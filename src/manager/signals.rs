//! Manager-side signal plumbing.
//!
//! Handlers only write the signal number into a non-blocking self-pipe. The
//! master loop polls the read end alongside the workers' ready pipes, drains
//! it into a [`SignalQueue`], and consumes one tag per iteration.

use std::collections::VecDeque;
use std::ffi::c_int;
use std::io::{self, Read};
use std::os::unix::io::{AsFd, AsRawFd, BorrowedFd};
use std::sync::atomic::{AtomicI32, Ordering};

use nix::errno::Errno;
use nix::sys::signal::{SaFlags, SigAction, SigHandler, SigSet, Signal, sigaction};
use tracing::{debug, warn};

use crate::error::Result;
use crate::worker::ipc::PipeFd;

/// Most tags kept pending; newer ones are dropped beyond this.
pub const QUEUE_CAPACITY: usize = 5;

/// Signals the manager reacts to.
pub const MANAGER_SIGNALS: [Signal; 9] = [
    Signal::SIGQUIT,
    Signal::SIGTERM,
    Signal::SIGINT,
    Signal::SIGUSR1,
    Signal::SIGWINCH,
    Signal::SIGTTIN,
    Signal::SIGTTOU,
    Signal::SIGHUP,
    Signal::SIGCHLD,
];

/// Write end of the self-pipe, or -1 when no manager owns one.
static SIGNAL_WRITE_FD: AtomicI32 = AtomicI32::new(-1);

/// A control request waiting for the master loop.
#[derive(Debug, Clone, Copy, PartialEq, Eq)]
pub enum SignalTag {
    /// Finish in-flight jobs, then stop.
    GracefulQuit,
    /// Terminate workers now, then stop.
    ImmediateStop,
    /// Reopen log files in the manager and every worker.
    ReopenLogs,
    /// Drop the pool to zero when running detached.
    ResizeDown,
    /// One more worker.
    Increment,
    /// One fewer worker.
    Decrement,
    /// Reload settings or re-execute.
    Reload,
}

impl SignalTag {
    /// Map a delivered signal to its tag. `SIGCHLD` and unknown signals have none.
    pub fn from_signal(signal: Signal) -> Option<Self> {
        match signal {
            Signal::SIGQUIT => Some(Self::GracefulQuit),
            Signal::SIGTERM | Signal::SIGINT => Some(Self::ImmediateStop),
            Signal::SIGUSR1 => Some(Self::ReopenLogs),
            Signal::SIGWINCH => Some(Self::ResizeDown),
            Signal::SIGTTIN => Some(Self::Increment),
            Signal::SIGTTOU => Some(Self::Decrement),
            Signal::SIGHUP => Some(Self::Reload),
            _ => None,
        }
    }
}

/// Bounded FIFO of pending control tags.
#[derive(Debug, Default)]
pub struct SignalQueue {
    tags: VecDeque<SignalTag>,
}

impl SignalQueue {
    pub fn new() -> Self {
        Self::default()
    }

    /// Append a tag. A full queue drops the new tag and returns `false`.
    pub fn push(&mut self, tag: SignalTag) -> bool {
        if self.tags.len() >= QUEUE_CAPACITY {
            return false;
        }
        self.tags.push_back(tag);
        true
    }

    /// Take the oldest tag.
    pub fn pop(&mut self) -> Option<SignalTag> {
        self.tags.pop_front()
    }

    pub fn len(&self) -> usize {
        self.tags.len()
    }

    pub fn is_empty(&self) -> bool {
        self.tags.is_empty()
    }

    pub fn clear(&mut self) {
        self.tags.clear();
    }
}

extern "C" fn on_signal(signo: c_int) {
    let fd = SIGNAL_WRITE_FD.load(Ordering::Relaxed);
    if fd < 0 {
        return;
    }
    let saved = Errno::last_raw();
    // Safety: the descriptor stays open while it is published in the static.
    let pipe = unsafe { BorrowedFd::borrow_raw(fd) };
    // A full pipe means the manager is already awake with work queued.
    let _ = nix::unistd::write(pipe, &[signo as u8]);
    Errno::set_raw(saved);
}

/// The self-pipe that carries signals from handlers to the master loop.
#[derive(Debug)]
pub struct SignalPipe {
    rx: PipeFd,
    tx: PipeFd,
}

impl SignalPipe {
    /// Create the self-pipe and trap every manager signal. `SIGPIPE` is
    /// ignored so a dead worker's job pipe surfaces as `EPIPE`.
    pub fn install() -> Result<Self> {
        Self::install_for(&MANAGER_SIGNALS)
    }

    fn install_for(signals: &[Signal]) -> Result<Self> {
        let (rx, tx) = PipeFd::nonblocking_pair()?;
        SIGNAL_WRITE_FD.store(tx.as_raw_fd(), Ordering::SeqCst);

        let action = SigAction::new(
            SigHandler::Handler(on_signal),
            SaFlags::SA_RESTART,
            SigSet::empty(),
        );
        for &signal in signals {
            // Safety: the handler only calls write(2) and restores errno.
            unsafe { sigaction(signal, &action) }?;
        }
        let ignore = SigAction::new(SigHandler::SigIgn, SaFlags::empty(), SigSet::empty());
        // Safety: ignoring a signal installs no code.
        unsafe { sigaction(Signal::SIGPIPE, &ignore) }?;
        Ok(Self { rx, tx })
    }

    /// Move every delivered signal into `queue`.
    pub fn drain(&mut self, queue: &mut SignalQueue) -> io::Result<()> {
        let mut buf = [0u8; 32];
        loop {
            let n = match self.rx.read(&mut buf) {
                Ok(0) => return Ok(()),
                Ok(n) => n,
                Err(e) if e.kind() == io::ErrorKind::WouldBlock => return Ok(()),
                Err(e) => return Err(e),
            };
            for &signo in &buf[..n] {
                let Ok(signal) = Signal::try_from(i32::from(signo)) else {
                    continue;
                };
                let Some(tag) = SignalTag::from_signal(signal) else {
                    continue;
                };
                if queue.push(tag) {
                    debug!(signal = signal.as_str(), "queued signal");
                } else {
                    warn!(
                        signal = signal.as_str(),
                        "signal queue full ({} pending), dropping {}",
                        QUEUE_CAPACITY,
                        signal.as_str()
                    );
                }
            }
        }
    }

    /// Stop routing signals into this pipe and close it.
    ///
    /// Called in a freshly forked worker, which must not write into the
    /// manager's pipe.
    pub fn close_inherited(self) {
        SIGNAL_WRITE_FD.store(-1, Ordering::SeqCst);
        drop(self);
    }
}

impl AsFd for SignalPipe {
    fn as_fd(&self) -> BorrowedFd<'_> {
        self.rx.as_fd()
    }
}

impl Drop for SignalPipe {
    fn drop(&mut self) {
        let _ = SIGNAL_WRITE_FD.compare_exchange(
            self.tx.as_raw_fd(),
            -1,
            Ordering::SeqCst,
            Ordering::SeqCst,
        );
    }
}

Exercise requirements.
Taking the lines above, repeat exactly those from the line that contains "pub fn len(&self)" through the line that contains "Create the self-pipe", and both of those lines as well. Include nothing else.

Written solution.
    pub fn len(&self) -> usize {
        self.tags.len()
    }

    pub fn is_empty(&self) -> bool {
        self.tags.is_empty()
    }

    pub fn clear(&mut self) {
        self.tags.clear();
    }
}

extern "C" fn on_signal(signo: c_int) {
    let fd = SIGNAL_WRITE_FD.load(Ordering::Relaxed);
    if fd < 0 {
        return;
    }
    let saved = Errno::last_raw();
    // Safety: the descriptor stays open while it is published in the static.
    let pipe = unsafe { BorrowedFd::borrow_raw(fd) };
    // A full pipe means the manager is already awake with work queued.
    let _ = nix::unistd::write(pipe, &[signo as u8]);
    Errno::set_raw(saved);
}

/// The self-pipe that carries signals from handlers to the master loop.
#[derive(Debug)]
pub struct SignalPipe {
    rx: PipeFd,
    tx: PipeFd,
}

impl SignalPipe {
    /// Create the self-pipe and trap every manager signal. `SIGPIPE` is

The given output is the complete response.